§ **WHAT THIS TASK INVOLVES**:
Look over the material for the string "AppState". Copy every line where it turns up.

┌─ DATA TO EXAMINE

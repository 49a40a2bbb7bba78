use axum::{
    http::{header, HeaderName, Method},
    middleware,
    routing::{get, post},
    Router,
};
use std::sync::Arc;
use tower_http::{cors::CorsLayer, trace::TraceLayer};

pub mod config;
pub mod extractors;
pub mod handlers;
pub mod metrics;
pub mod middlewares;
pub mod models;
pub mod services;
pub mod utils;

pub use config::Config;
pub use services::AppState;

pub fn create_router(app_state: Arc<AppState>) -> Router {
    let cors = CorsLayer::new()
        .allow_methods([Method::GET, Method::POST, Method::OPTIONS])
        .allow_headers([
            header::AUTHORIZATION,
            header::CONTENT_TYPE,
            HeaderName::from_static(middlewares::trace::TRACE_ID_HEADER),
        ])
        .allow_origin(tower_http::cors::Any);

    Router::new()
        .route("/health", get(handlers::health_check))
        .route(
            "/metrics",
            get(handlers::metrics_handler)
                .layer(middleware::from_fn(handlers::metrics_auth_middleware)),
        )
        .nest(
            "/api/learning-paths",
            learning_path_routes()
                .layer(middleware::from_fn_with_state(
                    app_state.clone(),
                    middlewares::auth::auth_middleware,
                ))
                .layer(cors),
        )
        .with_state(app_state)
        .layer(middleware::from_fn(
            middlewares::metrics::metrics_middleware,
        ))
        .layer(middleware::from_fn(
            middlewares::trace::trace_context_middleware,
        ))
        .layer(TraceLayer::new_for_http())
}

fn learning_path_routes() -> Router<Arc<AppState>> {
    use handlers::learning_paths;

    Router::new()
        .route("/generate", post(learning_paths::generate))
        .route("/user/me", get(learning_paths::my_learning_path))
        .route("/user/module-status", post(learning_paths::module_status))
        .route("/user/section-status", post(learning_paths::section_status))
        .route("/user/progress/lectures", get(learning_paths::watched_lectures))
        .route("/user/refresh", post(learning_paths::refresh))
}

└─

§ **REPLY**:
pub use services::AppState;
pub fn create_router(app_state: Arc<AppState>) -> Router {
fn learning_path_routes() -> Router<Arc<AppState>> {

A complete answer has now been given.